10. Loin donc de mon âme ceux qui lui disent : Il y a joie et joie. Ce mendiant trouvait la sienne dans l’ivresse, et tu cherchais la tienne dans la gloire. Et quelle gloire, Seigneur, celle qui n’est pas en vous ? Mensonge de joie mensonge de gloire : seulement, cette gloire était plus captieuse à mon esprit. La nuit allait cuver son ivresse, et moi j’avais dormi, je m’étais levé, j’allais dormir et me lever avec la mienne, combien de jours encore ? Oui, il y a joie et joie. Celle des saintes espérances est infiniment distante de la vaine allégresse de ce malheureux.
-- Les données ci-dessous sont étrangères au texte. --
use parking_lot::RwLock;
use std::{
    fs, io,
    path::{Path, PathBuf},
    sync::Arc,
};

/// TokenStore
///
/// One persistence tier for the current access token.
pub trait TokenStore: Send + Sync {
    fn load(&self) -> Option<String>;
    fn save(&self, token: &str);
    fn erase(&self);
}

/// EphemeralStore
///
/// Holds the token for the lifetime of the process only.
#[derive(Default)]
pub struct EphemeralStore {
    token: RwLock<Option<String>>,
}

impl EphemeralStore {
    pub fn new() -> Self {
        Self::default()
    }
}

impl TokenStore for EphemeralStore {
    fn load(&self) -> Option<String> {
        self.token.read().clone()
    }

    fn save(&self, token: &str) {
        *self.token.write() = Some(token.to_string());
    }

    fn erase(&self) {
        *self.token.write() = None;
    }
}

/// DurableStore
///
/// Persists the token to a file so that it survives a restart. The in-memory copy is
/// authoritative for the running process: a failed write is logged, never fatal.
pub struct DurableStore {
    path: PathBuf,
    cached: RwLock<Option<String>>,
}

impl DurableStore {
    /// Opens the store at `path`, picking up a token left there by an earlier process.
    pub fn open(path: impl Into<PathBuf>) -> Self {
        let path = path.into();
        let cached = match fs::read_to_string(&path) {
            Ok(contents) => Some(contents.trim().to_string()).filter(|t| !t.is_empty()),
            Err(err) if err.kind() == io::ErrorKind::NotFound => None,
            Err(err) => {
                tracing::warn!(path = %path.display(), error = %err, "unreadable token file ignored");
                None
            }
        };
        Self { path, cached: RwLock::new(cached) }
    }

    pub fn path(&self) -> &Path {
        &self.path
    }

    fn write_file(&self, token: &str) -> io::Result<()> {
        if let Some(parent) = self.path.parent().filter(|p| !p.as_os_str().is_empty()) {
            fs::create_dir_all(parent)?;
        }
        fs::write(&self.path, token)
    }
}

impl TokenStore for DurableStore {
    fn load(&self) -> Option<String> {
        self.cached.read().clone()
    }

    fn save(&self, token: &str) {
        *self.cached.write() = Some(token.to_string());
        if let Err(err) = self.write_file(token) {
            tracing::warn!(path = %self.path.display(), error = %err, "failed to persist token");
        }
    }

    fn erase(&self) {
        *self.cached.write() = None;
        match fs::remove_file(&self.path) {
            Ok(()) => {}
            Err(err) if err.kind() == io::ErrorKind::NotFound => {}
            Err(err) => {
                tracing::warn!(path = %self.path.display(), error = %err, "failed to remove token file")
            }
        }
    }
}

/// Tier
///
/// Which store holds the token, chosen by the "remember" flag at login.
#[derive(Debug, Clone, Copy, PartialEq, Eq)]
pub enum Tier {
    Durable,
    Ephemeral,
}

impl Tier {
    pub fn from_remember(remember: bool) -> Self {
        if remember { Tier::Durable } else { Tier::Ephemeral }
    }
}

/// Session
///
/// The explicit holder of the current token, injected into the client instead of living
/// in ambient global state. At most one tier holds a token at any time; renewal writes
/// back into the tier that holds the token being replaced.
#[derive(Clone)]
pub struct Session {
    durable: Arc<dyn TokenStore>,
    ephemeral: Arc<dyn TokenStore>,
}

impl Session {
    pub fn new(durable: Arc<dyn TokenStore>, ephemeral: Arc<dyn TokenStore>) -> Self {
        Self { durable, ephemeral }
    }

    /// A session whose durable tier is the file at `path`.
    pub fn with_token_file(path: impl Into<PathBuf>) -> Self {
        Self::new(Arc::new(DurableStore::open(path)), Arc::new(EphemeralStore::new()))
    }

    fn store(&self, tier: Tier) -> &Arc<dyn TokenStore> {
        match tier {
            Tier::Durable => &self.durable,
            Tier::Ephemeral => &self.ephemeral,
        }
    }

    /// The held token, if any.
    pub fn current(&self) -> Option<String> {
        self.durable.load().or_else(|| self.ephemeral.load())
    }

    /// The tier holding the current token.
    pub fn tier(&self) -> Option<Tier> {
        if self.durable.load().is_some() {
            Some(Tier::Durable)
        } else if self.ephemeral.load().is_some() {
            Some(Tier::Ephemeral)
        } else {
            None
        }
    }

    /// Starts a session in `tier`, evicting whatever the other tier held.
    pub fn establish(&self, token: &str, tier: Tier) {
        let other = match tier {
            Tier::Durable => Tier::Ephemeral,
            Tier::Ephemeral => Tier::Durable,
        };
        self.store(other).erase();
        self.store(tier).save(token);
    }

    /// Swaps in a renewed token, in the tier that holds the current one. Returns `false`
    /// and writes nothing if the session was cleared in the meantime.
    pub fn replace(&self, token: &str) -> bool {
        match self.tier() {
            Some(tier) => {
                self.store(tier).save(token);
                true
            }
            None => false,
        }
    }

    /// Drops the token from both tiers.
    pub fn clear(&self) {
        self.durable.erase();
        self.ephemeral.erase();
    }
}

impl Default for Session {
    /// Two in-memory tiers; nothing survives the process.
    fn default() -> Self {
        Self::new(Arc::new(EphemeralStore::new()), Arc::new(EphemeralStore::new()))
    }
}
//! KV/1.0 Request Parser
//!
//! Turns one request line into a [`Command`] or a [`ParseError`].
//!
//! ## Line Format
//!
//! ```text
//! KV/1.0 <VERB> [<arg> ...]
//! ```
//!
//! Tokens are separated by runs of ASCII whitespace. The caller strips the
//! line terminator before calling [`parse_request`]; any leftover trailing
//! whitespace (such as a `\r`) is ignored by the tokenizer.
//!
//! ## Rejection Order
//!
//! 1. Not valid UTF-8, or fewer than two tokens: malformed
//! 2. First token does not start with `KV/`: missing version
//! 3. First token is not exactly `KV/1.0`: unsupported version
//!
//! The version check happens before anything looks at the verb or its
//! arguments, so `KV/2.0 GET k` is always an upgrade error. Argument counts are
//! validated later by the command handler.

use crate::protocol::types::StatusCode;
use std::fmt;
use thiserror::Error;

/// Prefix every version tag starts with
pub const PROTOCOL_TAG: &str = "KV/";

/// The only version this server speaks
pub const PROTOCOL_VERSION: &str = "KV/1.0";

/// Reasons a request line can be rejected before dispatch.
#[derive(Debug, Error, Clone, PartialEq, Eq)]
pub enum ParseError {
    /// The line is not valid UTF-8
    #[error("invalid UTF-8: {0}")]
    InvalidUtf8(String),

    /// The line has fewer than the two mandatory tokens
    #[error("expected at least 2 tokens, got {0}")]
    TooFewTokens(usize),

    /// The first token is not a `KV/` version tag
    #[error("missing version tag, got '{0}'")]
    MissingVersion(String),

    /// The version tag names a version we do not support
    #[error("unsupported protocol version '{0}'")]
    UnsupportedVersion(String),
}

impl ParseError {
    /// The status code the client receives for this rejection.
    pub fn status(&self) -> StatusCode {
        match self {
            ParseError::UnsupportedVersion(_) => StatusCode::UpgradeRequired,
            ParseError::InvalidUtf8(_)
            | ParseError::TooFewTokens(_)
            | ParseError::MissingVersion(_) => StatusCode::BadRequest,
        }
    }
}

/// Result type for parsing operations.
pub type ParseResult<T> = Result<T, ParseError>;

/// The command keyword of a request. Matching is case-sensitive.
#[derive(Debug, Clone, PartialEq, Eq)]
pub enum Verb {
    Put,
    Get,
    Del,
    Stats,
    Quit,
    /// Any other token in verb position
    Unknown(String),
}

impl Verb {
    fn from_token(token: &str) -> Self {
        match token {
            "PUT" => Verb::Put,
            "GET" => Verb::Get,
            "DEL" => Verb::Del,
            "STATS" => Verb::Stats,
            "QUIT" => Verb::Quit,
            other => Verb::Unknown(other.to_string()),
        }
    }

    pub fn as_str(&self) -> &str {
        match self {
            Verb::Put => "PUT",
            Verb::Get => "GET",
            Verb::Del => "DEL",
            Verb::Stats => "STATS",
            Verb::Quit => "QUIT",
            Verb::Unknown(s) => s,
        }
    }
}

impl fmt::Display for Verb {
    fn fmt(&self, f: &mut fmt::Formatter<'_>) -> fmt::Result {
        f.write_str(self.as_str())
    }
}

/// A parsed request line.
#[derive(Debug, Clone, PartialEq, Eq)]
pub struct Command {
    version: String,
    verb: Verb,
    args: Vec<String>,
}

impl Command {
    pub fn version(&self) -> &str {
        &self.version
    }

    pub fn verb(&self) -> &Verb {
        &self.verb
    }

    /// Arguments following the verb, in request order.
    pub fn args(&self) -> &[String] {
        &self.args
    }
}

/// Parses one request line (without its terminator).
///
/// # Example
///
/// ```
/// use kvss::protocol::{parse_request, Verb};
///
/// let command = parse_request(b"KV/1.0 PUT user42 Alice Smith").unwrap();
/// assert_eq!(command.verb(), &Verb::Put);
/// assert_eq!(command.args(), ["user42", "Alice", "Smith"]);
/// ```
pub fn parse_request(line: &[u8]) -> ParseResult<Command> {
    let line = std::str::from_utf8(line).map_err(|e| ParseError::InvalidUtf8(e.to_string()))?;

    let mut tokens = line.split_ascii_whitespace();
    let (version, verb) = match (tokens.next(), tokens.next()) {
        (Some(version), Some(verb)) => (version, verb),
        (Some(_), None) => return Err(ParseError::TooFewTokens(1)),
        _ => return Err(ParseError::TooFewTokens(0)),
    };

    if !version.starts_with(PROTOCOL_TAG) {
        return Err(ParseError::MissingVersion(version.to_string()));
    }
    if version != PROTOCOL_VERSION {
        return Err(ParseError::UnsupportedVersion(version.to_string()));
    }

    Ok(Command {
        version: version.to_string(),
        verb: Verb::from_token(verb),
        args: tokens.map(str::to_string).collect(),
    })
}
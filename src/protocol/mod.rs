//! KV/1.0 Protocol Implementation
//!
//! KV/1.0 is a line-oriented text protocol: one UTF-8 request line in,
//! one status line out.
//!
//! ## Modules
//!
//! - `types`: Status codes and the `Response` line
//! - `parser`: Request line tokenizer and version negotiation
//!
//! ## Example
//!
//! ```
//! use kvss::protocol::{parse_request, Response, Verb};
//!
//! let command = parse_request(b"KV/1.0 GET user42").unwrap();
//! assert_eq!(command.verb(), &Verb::Get);
//!
//! let response = Response::not_found();
//! assert_eq!(&response.serialize()[..], b"404 NOT_FOUND\n");
//! ```

pub mod parser;
pub mod types;

pub use parser::{
    parse_request, Command, ParseError, ParseResult, Verb, PROTOCOL_TAG, PROTOCOL_VERSION,
};
pub use types::{Response, StatusCode};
Mais alors même, grande était la distance de lui à moi. Plus heureux que moi, il ne se sentait point d’aise, quand les soucis me déchiraient les entrailles ; et il avait acheté son vin en souhaitant mille prospérités aux cœurs charitables, tandis que c’était au prix du mensonge que je marchandais la vanité.

Je tins alors à mes amis plus d’un discours semblable, et mes réflexions sur mon état étaient fréquentes, et je le trouvais alarmant ; et j’en souffrais, et cette affliction redoublait le malaise. Et si quelque prospérité semblait me sourire, j’avais peine à avancer la main ; voulais-je la saisir, elle était envolée.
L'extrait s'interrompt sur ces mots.